La venta de queso en la ciudad de La Victoria, municipio Ribas, ha mostrado estabilidad durante el primer mes del año 2026, a pesar de los cambios en los precios de otros productos de la canasta básica. Comerciantes locales aseguran que este alimento continúa siendo uno de los más demandados por la comunidad, gracias a su versatilidad en la preparación de platillos diarios, especialmente cuando otros alimentos presentan precios elevados o fluctuantes.

Daniel Campos, vendedor de queso en el centro de la ciudad, explicó que, aunque las comercializaciones no han alcanzado picos altos como en años anteriores, la estabilidad se mantiene gracias a la constante demanda de los consumidores.
«El queso mantiene un costo que se acerca mucho al nuevo precio del pollo, lo que quiere decir que no está tan económico, entonces hay veces que las personas prefieren comprar pollo antes que queso o compran menos», señaló Campos.
El comerciante agregó que, a pesar de la competitividad en los precios de otros alimentos, la comunidad sigue adquiriendo cantidades considerables de este producto, que van desde los 200 gramos hasta los 3 kilogramos por persona.
Según Campos, el comportamiento de compra refleja un patrón de cautela por parte de los consumidores, quienes observan los declives en los precios de los alimentos antes de decidir sus adquisiciones.
«Ahora mismo las personas compran con cautela.
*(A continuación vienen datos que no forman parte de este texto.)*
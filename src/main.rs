use std::path::PathBuf;

use clap::Parser;
use meterline::{
    MeterConfig, MeterEngine,
    config::DatabaseConfig,
    db::DbPool,
    observability::{self, TracingGuard, metrics},
};

/// Config file looked up in the working directory when `--config` is not given.
const DEFAULT_CONFIG_FILE: &str = "meterline.toml";

#[derive(Parser, Debug)]
#[command(version, about = "Meterline usage metering engine", long_about = None)]
struct Args {
    #[command(subcommand)]
    command: Command,

    /// Path to config file (defaults to ./meterline.toml if it exists,
    /// otherwise built-in defaults)
    #[arg(short, long, global = true)]
    config: Option<String>,
}

#[derive(clap::Subcommand, Debug)]
enum Command {
    /// Run database migrations and exit
    ///
    /// Useful for init containers or CI/CD pipelines.
    Migrate,
    /// Validate the configuration file and exit
    ///
    /// Also builds an engine over a scratch in-memory database, so plan and
    /// pricing definitions are checked the way startup checks them.
    CheckConfig,
    /// Compact the audit log and apply retention tiers
    ///
    /// Without --user only retention runs, across every user.
    Sweep {
        #[arg(short, long)]
        user: Option<String>,
    },
    /// Print a user's usage summary as JSON
    Usage {
        #[arg(short, long)]
        user: String,
        /// Billing period (YYYY-MM), defaults to the current one
        #[arg(short, long)]
        period: Option<String>,
    },
    /// Export the JSON schema for the configuration file
    Schema {
        /// Output file path (defaults to stdout)
        #[arg(short, long)]
        output: Option<String>,
    },
}

#[tokio::main]
async fn main() {
    let args = Args::parse();

    match args.command {
        Command::Migrate => run_migrate(args.config.as_deref()).await,
        Command::CheckConfig => run_check_config(args.config.as_deref()).await,
        Command::Sweep { user } => run_sweep(args.config.as_deref(), user.as_deref()).await,
        Command::Usage { user, period } => {
            run_usage(args.config.as_deref(), &user, period.as_deref()).await
        }
        Command::Schema { output } => {
            #[cfg(feature = "json-schema")]
            run_schema_export(output);
            #[cfg(not(feature = "json-schema"))]
            {
                let _ = output;
                eprintln!("Error: JSON schema export requires the 'json-schema' feature");
                std::process::exit(1);
            }
        }
    }
}

/// Find the config file: the explicit path, then ./meterline.toml.
/// `None` means run on defaults.
fn resolve_config_path(explicit_path: Option<&str>) -> Result<Option<PathBuf>, String> {
    if let Some(path) = explicit_path {
        let path = PathBuf::from(path);
        if !path.exists() {
            return Err(format!("Config file not found: {}", path.display()));
        }
        return Ok(Some(path));
    }

    let cwd_config = PathBuf::from(DEFAULT_CONFIG_FILE);
    if cwd_config.exists() {
        return Ok(Some(cwd_config));
    }
    Ok(None)
}

fn load_config(explicit_path: Option<&str>) -> MeterConfig {
    let path = match resolve_config_path(explicit_path) {
        Ok(path) => path,
        Err(e) => {
            eprintln!("Error: {}", e);
            std::process::exit(1);
        }
    };

    let Some(path) = path else {
        return MeterConfig::default();
    };
    match MeterConfig::from_file(&path) {
        Ok(config) => config,
        Err(e) => {
            eprintln!("Failed to load config from {}: {}", path.display(), e);
            std::process::exit(1);
        }
    }
}

/// Install logging and, when enabled, the metrics recorder.
fn init_observability(config: &MeterConfig) -> TracingGuard {
    let guard = match observability::init_tracing(&config.observability) {
        Ok(guard) => guard,
        Err(e) => {
            eprintln!("Error: Failed to initialize tracing: {}", e);
            std::process::exit(1);
        }
    };
    if let Err(e) = metrics::init_metrics(&config.observability.metrics) {
        tracing::warn!(error = %e, "Metrics recorder not installed");
    }
    guard
}

async fn open_engine(config: MeterConfig) -> MeterEngine {
    match MeterEngine::from_config(config).await {
        Ok(engine) => engine,
        Err(e) => {
            tracing::error!(error = %e, "Failed to start metering engine");
            eprintln!("Error: {}", e);
            std::process::exit(1);
        }
    }
}

fn print_json<T: serde::Serialize>(value: &T) {
    match serde_json::to_string_pretty(value) {
        Ok(json) => println!("{}", json),
        Err(e) => {
            eprintln!("Error: Failed to serialize output: {}", e);
            std::process::exit(1);
        }
    }
}

async fn run_migrate(explicit_config_path: Option<&str>) {
    let config = load_config(explicit_config_path);
    let _tracing_guard = init_observability(&config);

    tracing::info!(path = %config.database.path, "Running database migrations");

    match DbPool::from_config(&config.database).await {
        Ok(pool) => match pool.run_migrations().await {
            Ok(()) => {
                tracing::info!("Database migrations completed successfully");
            }
            Err(e) => {
                tracing::error!(error = %e, "Database migrations failed");
                eprintln!("Error: Database migrations failed: {}", e);
                std::process::exit(1);
            }
        },
        Err(e) => {
            tracing::error!(error = %e, "Failed to connect to database");
            eprintln!("Error: Failed to connect to database: {}", e);
            std::process::exit(1);
        }
    }
}

async fn run_check_config(explicit_config_path: Option<&str>) {
    let mut config = load_config(explicit_config_path);
    let _tracing_guard = init_observability(&config);

    let database = std::mem::replace(&mut config.database, DatabaseConfig::in_memory());
    let plans = config.plans.tiers.len();
    let providers = config.pricing.providers.len();

    let engine = open_engine(config).await;
    engine.close();

    println!("Configuration is valid");
    println!("  database:  {}", database.path);
    println!("  plans:     {}", plans);
    println!("  providers: {}", providers);
}

async fn run_sweep(explicit_config_path: Option<&str>, user: Option<&str>) {
    let config = load_config(explicit_config_path);
    let _tracing_guard = init_observability(&config);
    let engine = open_engine(config).await;

    let result = match user {
        Some(user) => engine.sweep(user).await.map(|report| print_json(&report)),
        None => engine
            .sweep_retention()
            .await
            .map(|retention| print_json(&retention)),
    };
    engine.close();

    if let Err(e) = result {
        tracing::error!(error = %e, "Sweep failed");
        eprintln!("Error: Sweep failed: {}", e);
        std::process::exit(1);
    }
}

async fn run_usage(explicit_config_path: Option<&str>, user: &str, period: Option<&str>) {
    let config = load_config(explicit_config_path);
    let _tracing_guard = init_observability(&config);
    let engine = open_engine(config).await;

    let result = engine.current_usage(user, period).await;
    engine.close();

    match result {
        Ok(summary) => print_json(&summary),
        Err(e) => {
            eprintln!("Error: {}", e);
            std::process::exit(1);
        }
    }
}

/// Export the config JSON schema to file or stdout.
#[cfg(feature = "json-schema")]
fn run_schema_export(output: Option<String>) {
    let content = match MeterConfig::json_schema_string() {
        Ok(content) => content,
        Err(e) => {
            eprintln!("Error: Failed to serialize config schema: {}", e);
            std::process::exit(1);
        }
    };

    match output {
        Some(path) => {
            if let Err(e) = std::fs::write(&path, &content) {
                eprintln!("Failed to write to {}: {}", path, e);
                std::process::exit(1);
            }
            eprintln!("Config JSON schema written to {}", path);
        }
        None => {
            println!("{}", content);
        }
    }
}
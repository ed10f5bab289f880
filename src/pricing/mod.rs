//! Pricing records and cost estimation.
//!
//! Costs are stored in microcents (1/1,000,000 of a dollar) so very small
//! per-token and per-character prices stay exact integers.
//!
//! ```toml
//! [pricing.openai]
//! cost_model = "per_input_token"
//! default_per_1m_input_tokens = 2_500_000
//!
//! [pricing.openai.models.gpt-4o-mini]
//! input_per_1m_tokens = 150_000
//!
//! [pricing.elevenlabs]
//! cost_model = "per_character"
//! default_per_1m_characters = 30_000_000
//! ```

use std::collections::HashMap;

use serde::{Deserialize, Serialize};

use crate::models::PendingOperation;

/// How an operation is charged.
#[derive(Debug, Clone, Copy, Default, PartialEq, Eq, Hash, Serialize, Deserialize)]
#[cfg_attr(feature = "json-schema", derive(schemars::JsonSchema))]
#[serde(rename_all = "snake_case")]
pub enum CostModel {
    /// Flat price per call.
    #[default]
    PerRequest,
    /// Price per 1M input tokens.
    PerInputToken,
    /// Price per 1M characters (speech synthesis and similar).
    PerCharacter,
}

impl CostModel {
    pub fn as_str(&self) -> &'static str {
        match self {
            CostModel::PerRequest => "per_request",
            CostModel::PerInputToken => "per_input_token",
            CostModel::PerCharacter => "per_character",
        }
    }
}

/// Where the price used for an estimate came from.
#[derive(Debug, Clone, Copy, PartialEq, Eq, Serialize, Deserialize)]
#[serde(rename_all = "snake_case")]
pub enum CostPricingSource {
    /// A (provider, model) pricing record.
    Record,
    /// The provider's default constant.
    ProviderDefault,
}

impl CostPricingSource {
    pub fn as_str(&self) -> &'static str {
        match self {
            CostPricingSource::Record => "record",
            CostPricingSource::ProviderDefault => "provider_default",
        }
    }
}

/// Pricing record for a specific model, in microcents.
///
/// Unset fields fall back to the provider defaults.
#[derive(Debug, Clone, Default, Serialize, Deserialize, PartialEq)]
#[cfg_attr(feature = "json-schema", derive(schemars::JsonSchema))]
#[serde(deny_unknown_fields)]
pub struct ModelPricing {
    /// Cost per request in microcents.
    #[serde(default, skip_serializing_if = "Option::is_none")]
    pub per_request: Option<i64>,

    /// Cost per 1M input tokens in microcents.
    #[serde(default, skip_serializing_if = "Option::is_none")]
    pub input_per_1m_tokens: Option<i64>,

    /// Cost per 1M output tokens in microcents. Informational: preflight
    /// estimates only know the input size.
    #[serde(default, skip_serializing_if = "Option::is_none")]
    pub output_per_1m_tokens: Option<i64>,

    /// Cost per 1M characters in microcents.
    /// Example: $0.30/1K chars = $300/1M chars = 300_000_000 microcents/1M
    #[serde(default, skip_serializing_if = "Option::is_none")]
    pub per_1m_characters: Option<i64>,
}

impl ModelPricing {
    fn rate_for(&self, model: CostModel) -> Option<i64> {
        match model {
            CostModel::PerRequest => self.per_request,
            CostModel::PerInputToken => self.input_per_1m_tokens,
            CostModel::PerCharacter => self.per_1m_characters,
        }
    }

    fn rates(&self) -> [Option<i64>; 4] {
        [
            self.per_request,
            self.input_per_1m_tokens,
            self.output_per_1m_tokens,
            self.per_1m_characters,
        ]
    }
}

/// Pricing for one provider: its cost model, fallback constants and
/// per-model records.
#[derive(Debug, Clone, Default, Serialize, Deserialize)]
#[cfg_attr(feature = "json-schema", derive(schemars::JsonSchema))]
#[serde(deny_unknown_fields)]
pub struct ProviderPricing {
    /// Cost model used when an operation does not name one.
    #[serde(default)]
    pub cost_model: CostModel,

    /// Fallback cost per request in microcents.
    #[serde(default)]
    pub default_per_request: i64,

    /// Fallback cost per 1M input tokens in microcents.
    #[serde(default)]
    pub default_per_1m_input_tokens: i64,

    /// Fallback cost per 1M characters in microcents.
    #[serde(default)]
    pub default_per_1m_characters: i64,

    /// Pricing records keyed by model name.
    #[serde(default)]
    pub models: HashMap<String, ModelPricing>,
}

impl ProviderPricing {
    fn default_rate(&self, model: CostModel) -> i64 {
        match model {
            CostModel::PerRequest => self.default_per_request,
            CostModel::PerInputToken => self.default_per_1m_input_tokens,
            CostModel::PerCharacter => self.default_per_1m_characters,
        }
    }
}

/// Result of a cost estimate.
#[derive(Debug, Clone, Copy, PartialEq, Eq, Serialize)]
pub struct CostEstimate {
    pub microcents: i64,
    pub cost_model: CostModel,
    pub source: CostPricingSource,
}

#[derive(Debug, Clone, PartialEq, Eq, thiserror::Error)]
pub enum PricingError {
    #[error("Unknown provider: {0}")]
    UnknownProvider(String),
}

/// Pricing configuration for all providers, keyed by provider name.
#[derive(Debug, Clone, Default, Serialize, Deserialize)]
#[cfg_attr(feature = "json-schema", derive(schemars::JsonSchema))]
#[serde(transparent)]
pub struct PricingConfig {
    pub providers: HashMap<String, ProviderPricing>,
}

impl PricingConfig {
    pub fn is_known_provider(&self, provider: &str) -> bool {
        self.providers.contains_key(provider)
    }

    /// Get the pricing record for a specific provider and model
    pub fn get(&self, provider: &str, model: &str) -> Option<&ModelPricing> {
        self.providers.get(provider)?.models.get(model)
    }

    pub fn set_pricing(&mut self, provider: &str, model: &str, pricing: ModelPricing) {
        self.providers
            .entry(provider.to_string())
            .or_default()
            .models
            .insert(model.to_string(), pricing);
    }

    /// Estimate the cost of a pending operation in microcents.
    ///
    /// The cost model is the operation's own, or the provider's when the
    /// operation does not name one. The rate comes from the (provider, model)
    /// record when it sets one, else from the provider default. Missing or
    /// negative quantities cost nothing.
    pub fn estimate(&self, operation: &PendingOperation) -> Result<CostEstimate, PricingError> {
        let provider = self
            .providers
            .get(&operation.provider)
            .ok_or_else(|| PricingError::UnknownProvider(operation.provider.clone()))?;

        let cost_model = operation.cost_model.unwrap_or(provider.cost_model);
        let record_rate = operation
            .model
            .as_deref()
            .and_then(|model| provider.models.get(model))
            .and_then(|pricing| pricing.rate_for(cost_model));

        let (rate, source) = match record_rate {
            Some(rate) => (rate, CostPricingSource::Record),
            None => (
                provider.default_rate(cost_model),
                CostPricingSource::ProviderDefault,
            ),
        };

        Ok(CostEstimate {
            microcents: compute_cost(cost_model, rate, operation),
            cost_model,
            source,
        })
    }

    /// Reject negative rates.
    pub fn validate(&self) -> Result<(), String> {
        for (name, provider) in &self.providers {
            let defaults = [
                provider.default_per_request,
                provider.default_per_1m_input_tokens,
                provider.default_per_1m_characters,
            ];
            if defaults.iter().any(|v| *v < 0) {
                return Err(format!("pricing.{name} has a negative default rate"));
            }
            for (model, pricing) in &provider.models {
                if pricing.rates().iter().flatten().any(|v| *v < 0) {
                    return Err(format!("pricing.{name}.models.{model} has a negative rate"));
                }
            }
        }
        Ok(())
    }
}

/// Compute a cost in microcents.
///
/// Uses `i128` for intermediate calculations so large quantities times large
/// rates cannot overflow; the result saturates to `i64::MAX`.
fn compute_cost(cost_model: CostModel, rate: i64, operation: &PendingOperation) -> i64 {
    let rate = rate.max(0) as i128;
    let total = match cost_model {
        CostModel::PerRequest => operation.calls.max(0) as i128 * rate,
        CostModel::PerInputToken => (operation.input_tokens.max(0) as i128 * rate) / 1_000_000,
        CostModel::PerCharacter => (operation.characters.max(0) as i128 * rate) / 1_000_000,
    };
    saturate_to_i64(total)
}

/// Convert dollars to microcents.
///
/// Examples:
/// - $1.00 = 1,000,000 microcents
/// - $0.01 = 10,000 microcents
pub fn dollars_to_microcents(dollars: f64) -> i64 {
    (dollars * 1_000_000.0).round() as i64
}

/// Convert microcents to dollars
pub fn microcents_to_dollars(microcents: i64) -> f64 {
    microcents as f64 / 1_000_000.0
}

/// Saturate an i128 value to fit in an i64
fn saturate_to_i64(value: i128) -> i64 {
    if value > i64::MAX as i128 {
        i64::MAX
    } else if value < i64::MIN as i128 {
        i64::MIN
    } else {
        value as i64
    }
}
Esperan que todo se organice para poder seguir comprando, sin que afecte su presupuesto», añadió.

Este fenómeno refleja una tendencia que combina economía doméstica con hábitos de consumo tradicionales. El queso, considerado por muchos como un «resuelve» en la cocina, mantiene su lugar en la mesa de los hogares victorianos, siendo un aliado en la preparación de desayunos, almuerzos y cenas. Su versatilidad le permite complementar desde platos sencillos, hasta preparaciones más elaboradas, lo que lo convierte en un alimento prioritario a pesar de los ajustes en otros precios.
Comerciantes locales reconocen la importancia de adaptarse a esta dinámica; la estabilidad de ventas ha permitido a pequeños y medianos vendedores, mantener un flujo comercial constante, aun cuando las compras se realizan de manera más mesurada.
Campos enfatizó que la clave radica en ofrecer productos frescos y en cantidades que se ajusten a las necesidades de cada consumidor, permitiendo que el queso siga siendo accesible y atractivo.
En resumidas cuentas, la venta de queso en La Victoria refleja un equilibrio entre oferta y demanda, donde la comunidad continúa considerando este alimento como esencial en su dieta diaria. Los comerciantes, por su parte, ajustan sus estrategias a la cautela del consumidor, asegurando que, a pesar de la volatilidad de otros precios, el queso siga ocupando un lugar privilegiado en la economía doméstica y en la alimentación cotidiana de la región.